Keywords: Symbols; stimulus equivalence; learning; modularity; domain-
specific; canalization.

—————————————————————————————————

Introduction

This paper will present a conditional argument about the emergence of
symbolic communication, and as such will constitute a hypothesis about a part of
the evolution of language. Full, natural language is idiosyncratic to humans, for
no other communication system exhibits the quality of recursion (Hauser,

General Symbol Machines: The First Stage in the Evolution of Symbolic Communication
Chomsky and Fitch, 2002) which is a property of syntax and undoubtedly the
product of evolved cognitive machinery. However, one of the premises of the
conditional argument to be presented is that the recursive property of syntax is
dependent upon having something over which to operate – in this case, symbols.
Symbols have distinctive properties that are not seen in other animal
communication systems, and as a consequence, require an evolutionary
explanation of their own. These properties will be described.
The other premises of the conditional argument are about the kinds of
explanation we should be seeking when theorizing about the evolution of
language. They might be termed epistemic premises or assumptions. As with the
initial assumption that recursion has to operate over something, I am asking the
reader to act as if these assumptions are the case, and instead to focus their critical
effort upon the conclusions I seek to defend.
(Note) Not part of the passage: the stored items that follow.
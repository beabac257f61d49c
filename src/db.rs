use chrono::{NaiveDate, NaiveDateTime};
use serde::{Deserialize, Serialize};
use sqlx::postgres::{PgConnectOptions, PgPoolOptions, PgSslMode};
use sqlx::{FromRow, Pool, Postgres};
use std::str::FromStr;

use crate::config::AppConfig;
use crate::error::{SipesdaError, SipesdaResult};
use crate::fee::FeeType;

pub type DbPool = Pool<Postgres>;

pub fn init_pool_with_options(opts: PgConnectOptions) -> DbPool {
    // connect_lazy_with hands back the pool without touching the server.
    PgPoolOptions::new()
        .max_connections(10)
        .acquire_timeout(std::time::Duration::from_secs(30))
        .idle_timeout(std::time::Duration::from_secs(120))
        .max_lifetime(std::time::Duration::from_secs(300))
        .connect_lazy_with(opts)
}

pub fn init_pool(database_url: &str) -> SipesdaResult<DbPool> {
    let opts = PgConnectOptions::from_str(database_url)
        .map_err(|e| SipesdaError::Internal(format!("Invalid DB URL: {}", e)))?
        .ssl_mode(PgSslMode::Prefer);

    Ok(init_pool_with_options(opts))
}

pub async fn init_database(pool: &DbPool, config: &AppConfig) -> SipesdaResult<()> {
    sqlx::migrate!("./migrations").run(pool).await?;

    ensure_seeds(pool, config).await?;
    tracing::info!("Database schema ready");

    Ok(())
}

async fn ensure_seeds(pool: &DbPool, config: &AppConfig) -> SipesdaResult<()> {
    let admin_exists: (i64,) = sqlx::query_as("SELECT COUNT(*) FROM users WHERE username = $1")
        .bind(&config.admin_username)
        .fetch_one(pool)
        .await?;
    if admin_exists.0 == 0 {
        let hash = bcrypt::hash(&config.admin_password, bcrypt::DEFAULT_COST)?;
        sqlx::query(
            "INSERT INTO users (username, password_hash, role) VALUES ($1, $2, 'admin') ON CONFLICT DO NOTHING",
        )
        .bind(&config.admin_username)
        .bind(hash)
        .execute(pool)
        .await?;
        tracing::info!("Seeded admin account '{}'", config.admin_username);
    }

    for fee in FeeType::ALL {
        sqlx::query(
            "INSERT INTO payment_types (nama, nominal, periode, aktif) VALUES ($1, $2, $3, TRUE) ON CONFLICT (nama) DO NOTHING",
        )
        .bind(fee.display_name())
        .bind(fee.amount_per_period())
        .bind(fee.recurrence().label())
        .execute(pool)
        .await?;
    }

    Ok(())
}

#[derive(Debug, Clone, Serialize, Deserialize, FromRow)]
pub struct Student {
    pub nisn: String,
    pub nama: String,
    pub nama_wali: String,
    pub kelas: String,
    pub angkatan: String,
    pub alamat: Option<String>,
    pub no_hp: String,
    pub jenis_kelamin: String,
    #[sqlx(default)]
    pub created_at: Option<NaiveDateTime>,
    #[sqlx(default)]
    pub updated_at: Option<NaiveDateTime>,
}

#[derive(Debug, Clone, Serialize, Deserialize, FromRow)]
pub struct Payment {
    pub id: i32,
    pub student_nisn: String,
    pub fee_type: Option<String>,
    pub period_month: Option<i16>,
    pub period_year: Option<i32>,
    pub jenis_pembayaran: String,
    pub nominal: i64,
    pub tanggal_pembayaran: NaiveDate,
    pub status: String,
    pub keterangan: Option<String>,
    pub catatan: Option<String>,
    pub petugas: Option<String>,
    #[sqlx(default)]
    pub receipt_id: Option<String>,
    #[sqlx(default)]
    pub created_at: Option<NaiveDateTime>,
    #[sqlx(default)]
    pub updated_at: Option<NaiveDateTime>,
}

#[derive(Debug, Clone, Serialize, Deserialize, FromRow)]
pub struct PaymentType {
    pub id: i32,
    pub nama: String,
    pub nominal: i64,
    pub periode: String,
    pub aktif: bool,
}

#[derive(Debug, Clone, Serialize, Deserialize, FromRow)]
pub struct User {
    pub id: i32,
    pub username: String,
    #[serde(skip_serializing, default)]
    pub password_hash: String,
    pub role: String,
    #[sqlx(default)]
    pub created_at: Option<NaiveDateTime>,
}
The first of these epistemic assumptions is a general one about cognitive
science. Cognitive science assumes that there are computational processes
operating within the brain that causally explain input-output relations in
organisms. Much of cognitive science is about delivering functional descriptions
of input-output relations, and trying to hypothesize the kind of algorithms that
might deliver such regularity. What is more, cognitive science aims to reduce
high level functioning to theories that rely only upon dumb, unthinking
mechanisms. This paper is arguing about the characteristics of a dumb,
unthinking mechanism that might underpin symbolic behavior.
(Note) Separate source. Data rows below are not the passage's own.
use std::net::SocketAddr;
use tracing_subscriber::{layer::SubscriberExt, util::SubscriberInitExt};

mod commands;
mod config;
mod db;
mod error;
mod fee;
mod middleware;
mod routes;
mod state;

#[cfg(test)]
mod integration_tests;

use config::AppConfig;
use state::AppState;

#[tokio::main]
async fn main() {
    dotenvy::dotenv().ok();

    tracing_subscriber::registry()
        .with(tracing_subscriber::EnvFilter::new(
            std::env::var("RUST_LOG").unwrap_or_else(|_| "info,tower_http=debug".into()),
        ))
        .with(tracing_subscriber::fmt::layer())
        .init();

    tracing::info!("Starting SIPESDA backend...");

    let config = AppConfig::from_env();

    let pool = match db::init_pool(&config.database_url) {
        Ok(pool) => pool,
        Err(e) => {
            tracing::error!("Failed to configure database pool: {}", e);
            return;
        }
    };
    if let Err(e) = db::init_database(&pool, &config).await {
        tracing::error!("Failed to prepare database: {}", e);
        return;
    }

    let addr = SocketAddr::from(([0, 0, 0, 0], config.port));
    let app = routes::create_router(AppState::new(pool, config));

    let listener = match tokio::net::TcpListener::bind(addr).await {
        Ok(l) => l,
        Err(e) => {
            tracing::error!("Failed to bind {}: {}", addr, e);
            return;
        }
    };
    tracing::info!("listening on {}", addr);

    if let Err(e) = axum::serve(listener, app).await {
        tracing::error!("Server error: {}", e);
    }
}
#[cfg(test)]
mod tests {
    use super::fixtures::*;
    use super::*;

    #[test]
    fn zero_payments_means_every_month_unpaid() {
        let s = student("1", "1A", "2024", "L");
        let status = monthly_status(&s, &[], FeeType::Spp, 2024);
        assert_eq!(status.len(), 12);
        assert!(status.iter().all(|m| m.status == PeriodStatus::BelumLunas));
        assert!(status.iter().all(|m| m.paid_amount == 0));
    }

    #[test]
    fn structured_fields_take_precedence_over_label() {
        let mut p = legacy_payment(1, "1", "SPP Januari 2024", 100_000, "2024-01-05");
        p.fee_type = Some("SPP".to_string());
        p.period_month = Some(3);
        p.period_year = Some(2024);

        let period = resolve_period(&p);
        assert_eq!(period.month, Some(Month::Maret));
        assert!(PeriodFilter::new(FeeType::Spp, 2024, Some(Month::Maret)).matches(&p));
        assert!(!PeriodFilter::new(FeeType::Spp, 2024, Some(Month::Januari)).matches(&p));
    }

    #[test]
    fn monthly_fee_matches_billed_year_not_payment_date() {
        // December 2023 tuition paid in January 2024.
        let p = legacy_payment(1, "1", "SPP Desember 2023", 100_000, "2024-01-03");
        assert!(PeriodFilter::new(FeeType::Spp, 2023, Some(Month::Desember)).matches(&p));
        assert!(!PeriodFilter::new(FeeType::Spp, 2024, None).matches(&p));
    }

    #[test]
    fn yearly_fee_matches_payment_date_year() {
        let p = legacy_payment(1, "1", "Buku LKS", 250_000, "2024-07-15");
        assert!(PeriodFilter::new(FeeType::Lks, 2024, None).matches(&p));
        assert!(!PeriodFilter::new(FeeType::Lks, 2023, None).matches(&p));
        assert!(!PeriodFilter::new(FeeType::Seragam, 2024, None).matches(&p));
    }

    #[test]
    fn empty_class_has_zero_progress() {
        let report = class_rollup(&[], &[], PeriodFilter::new(FeeType::Seragam, 2024, None), None);
        assert_eq!(report.classes.len(), 24);
        for class in &report.classes {
            assert_eq!(class.total_students, 0);
            assert_eq!(class.paid_percent, 0.0);
            assert_eq!(class.unpaid_percent, 0.0);
            assert_eq!(class.total_unpaid, 0);
        }
    }

    #[test]
    fn non_recurring_unpaid_amount_is_clamped() {
        let students = vec![student("1", "2B", "2024", "P")];
        // Overpaid: two uniform payments against one expected.
        let payments = vec![
            legacy_payment(1, "1", "Seragam 2024", 300_000, "2024-07-01"),
            legacy_payment(2, "1", "Seragam 2024", 300_000, "2024-07-02"),
        ];
        let report = class_rollup(
            &students,
            &payments,
            PeriodFilter::new(FeeType::Seragam, 2024, None),
            None,
        );
        let class = report.classes.iter().find(|c| c.kelas == "2B").unwrap();
        assert_eq!(class.total_paid, 600_000);
        assert_eq!(class.total_unpaid, 0);
    }

    #[test]
    fn non_recurring_unpaid_amount_counts_missing_students() {
        let students = vec![
            student("1", "3C", "2024", "L"),
            student("2", "3C", "2024", "P"),
            student("3", "3C", "2024", "P"),
        ];
        let payments = vec![legacy_payment(1, "2", "Kegiatan 2024", 200_000, "2024-08-01")];
        let report = class_rollup(
            &students,
            &payments,
            PeriodFilter::new(FeeType::Kegiatan, 2024, None),
            None,
        );
        let class = report.classes.iter().find(|c| c.kelas == "3C").unwrap();
        assert_eq!(class.paid_students, 1);
        assert_eq!(class.unpaid_students, 2);
        assert_eq!(class.total_unpaid, 400_000);
        assert_eq!(report.male_students, 1);
        assert_eq!(report.female_students, 2);
        assert_eq!(report.total_unpaid, 400_000);
    }

    #[test]
    fn cohort_filter_limits_students() {
        let students = vec![
            student("1", "1A", "2024", "L"),
            student("2", "1A", "2023", "L"),
        ];
        let report = class_rollup(
            &students,
            &[],
            PeriodFilter::new(FeeType::Spp, 2024, None),
            Some("2024"),
        );
        assert_eq!(report.total_students, 1);
        assert_eq!(report.male_students, 1);
    }

    #[test]
    fn non_standard_class_labels_are_kept() {
        let students = vec![student("1", "Inklusi", "2024", "L")];
        let report = class_rollup(
            &students,
            &[],
            PeriodFilter::new(FeeType::Spp, 2024, None),
            None,
        );
        assert_eq!(report.classes.len(), 25);
        let extra = report.classes.last().unwrap();
        assert_eq!(extra.kelas, "Inklusi");
        assert_eq!(extra.grade, None);
        assert_eq!(extra.total_students, 1);
    }

    #[test]
    fn history_split_separates_spp() {
        let payments = vec![
            legacy_payment(1, "1", "SPP Januari 2024", 100_000, "2024-01-05"),
            legacy_payment(2, "1", "Buku LKS 2024", 250_000, "2024-01-05"),
        ];
        let (spp, other) = split_history(payments);
        assert_eq!(spp.len(), 1);
        assert_eq!(other.len(), 1);
        assert_eq!(other[0].id, 2);
    }

    #[test]
    fn oversized_amounts_saturate_instead_of_overflowing() {
        let students = vec![student("1", "1A", "2024", "L")];
        let huge = i64::MAX / 2 + 1;
        let payments = vec![
            legacy_payment(1, "1", "Seragam 2024", huge, "2024-07-01"),
            legacy_payment(2, "1", "Seragam 2024", huge, "2024-07-02"),
        ];
        let report = class_rollup(
            &students,
            &payments,
            PeriodFilter::new(FeeType::Seragam, 2024, None),
            None,
        );
        assert_eq!(report.total_paid, i64::MAX);
        assert_eq!(report.total_unpaid, 0);
        assert!(report.classes.iter().all(|c| c.total_paid >= 0));
        assert_eq!(total_amount([i64::MAX, 1]), i64::MAX);
    }
}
The second epistemic assumption is about evolutionary theorizing specifically.
Some contemporary brands of evolutionary psychology have argued from
observations of domain-specific adaptive behavior for domain-specific cognitive
mechanisms that are responsible for that behavior (see Dickins, in press; Samuels,
1998). This is sometimes referred to as a modularity commitment (see below).
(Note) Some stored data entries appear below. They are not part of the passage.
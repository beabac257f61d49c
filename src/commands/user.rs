use crate::db::{DbPool, User};
use crate::error::{SipesdaError, SipesdaResult};
use crate::middleware::auth::{issue_token, Claims};
use crate::state::AppState;
use axum::{extract::State, Extension, Json};
use bcrypt::{hash, verify, DEFAULT_COST};
use serde::{Deserialize, Serialize};
use serde_json::{json, Value};

pub const ROLES: [&str; 2] = ["admin", "operator"];

#[derive(Debug, Deserialize)]
pub struct LoginRequest {
    pub username: String,
    pub password: String,
}

#[derive(Debug, Serialize)]
pub struct LoginResponse {
    pub user: User,
    pub token: String,
}

async fn find_user(pool: &DbPool, username: &str) -> SipesdaResult<Option<User>> {
    Ok(sqlx::query_as::<_, User>(
        "SELECT id, username, password_hash, role, created_at FROM users WHERE username = $1",
    )
    .bind(username)
    .fetch_optional(pool)
    .await?)
}

pub async fn login_axum(
    State(state): State<AppState>,
    Json(payload): Json<LoginRequest>,
) -> SipesdaResult<Json<LoginResponse>> {
    let username = payload.username.trim();
    if username.is_empty() || payload.password.is_empty() {
        return Err(SipesdaError::Auth(
            "Username dan password harus diisi".to_string(),
        ));
    }

    let invalid = || SipesdaError::Auth("Username atau password salah".to_string());

    let user = find_user(&state.pool, username).await?.ok_or_else(invalid)?;
    // Malformed hashes count as a failed login rather than a server error.
    if !verify(&payload.password, &user.password_hash).unwrap_or(false) {
        tracing::warn!("Failed login for '{}'", username);
        return Err(invalid());
    }

    let token = issue_token(&state.config.jwt_secret, user.id, &user.username, &user.role)?;
    tracing::info!("User '{}' logged in", user.username);

    Ok(Json(LoginResponse { user, token }))
}

pub async fn get_users_axum(
    State(state): State<AppState>,
    Extension(claims): Extension<Claims>,
) -> SipesdaResult<Json<Vec<User>>> {
    claims.require_admin()?;
    let users = sqlx::query_as::<_, User>(
        "SELECT id, username, password_hash, role, created_at FROM users ORDER BY username",
    )
    .fetch_all(&state.pool)
    .await?;
    Ok(Json(users))
}

#[derive(Debug, Deserialize)]
pub struct CreateUserRequest {
    pub username: String,
    pub password: String,
    pub role: Option<String>,
}

impl CreateUserRequest {
    fn validated_role(&self) -> SipesdaResult<&str> {
        let role = self.role.as_deref().map(str::trim).unwrap_or("operator");
        if ROLES.contains(&role) {
            Ok(role)
        } else {
            Err(SipesdaError::Validation(format!(
                "Role tidak dikenal: {}",
                role
            )))
        }
    }
}

pub async fn create_user_axum(
    State(state): State<AppState>,
    Extension(claims): Extension<Claims>,
    Json(req): Json<CreateUserRequest>,
) -> SipesdaResult<Json<Value>> {
    claims.require_admin()?;

    let username = req.username.trim();
    if username.is_empty() || req.password.len() < 4 {
        return Err(SipesdaError::Validation(
            "Username harus diisi dan password minimal 4 karakter".to_string(),
        ));
    }
    let role = req.validated_role()?;
    let password_hash = hash(&req.password, DEFAULT_COST)?;

    let result: Result<(i32,), sqlx::Error> = sqlx::query_as(
        "INSERT INTO users (username, password_hash, role) VALUES ($1, $2, $3) RETURNING id",
    )
    .bind(username)
    .bind(password_hash)
    .bind(role)
    .fetch_one(&state.pool)
    .await;

    let id = match result {
        Ok((id,)) => id,
        Err(sqlx::Error::Database(e)) if e.is_unique_violation() => {
            return Err(SipesdaError::Conflict(format!(
                "Username {} sudah digunakan",
                username
            )))
        }
        Err(e) => return Err(e.into()),
    };
    tracing::info!("User '{}' created by '{}'", username, claims.sub);

    Ok(Json(json!({ "message": "User ditambahkan", "id": id })))
}

#[cfg(test)]
mod tests {
    use super::*;

    #[test]
    fn role_defaults_to_operator_and_rejects_unknown() {
        let mut req = CreateUserRequest {
            username: "kasir".to_string(),
            password: "rahasia".to_string(),
            role: None,
        };
        assert_eq!(req.validated_role().unwrap(), "operator");
        req.role = Some("admin".to_string());
        assert_eq!(req.validated_role().unwrap(), "admin");
        req.role = Some("guru".to_string());
        assert!(matches!(
            req.validated_role(),
            Err(SipesdaError::Validation(_))
        ));
    }
}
One concern with this approach is that although there are sound reasons not to
believe that the brain is a totally domain-general processor it is not clear that
behavioural evidence is sufficient to carve cognition at its joints. It is conceivable
that one cognitive mechanism could instantiate a number of behaviors, and that
one behavior could be the product of a number of mechanisms. The behavioural
data will not always allow you to decide. Another concern is that for every novel
mechanism hypothesized one is effectively hypothesizing a separate selection
‘event’. All too easily, one could have a theory of the evolution of cognition that
relied upon an unlikely number of fortuitous mutations. This paper sides with
Hauser, Chomsky and Fitch (2002) in advocating a long, hard look at comparative
evidence in order to be certain of behavioral discontinuities before advocating a
novel cognition and attendant selection events. This paper maintains that
symbolic behavior is just such a discontinuity, and will speculate about what can
be said with regard to the cognition that enables it [1].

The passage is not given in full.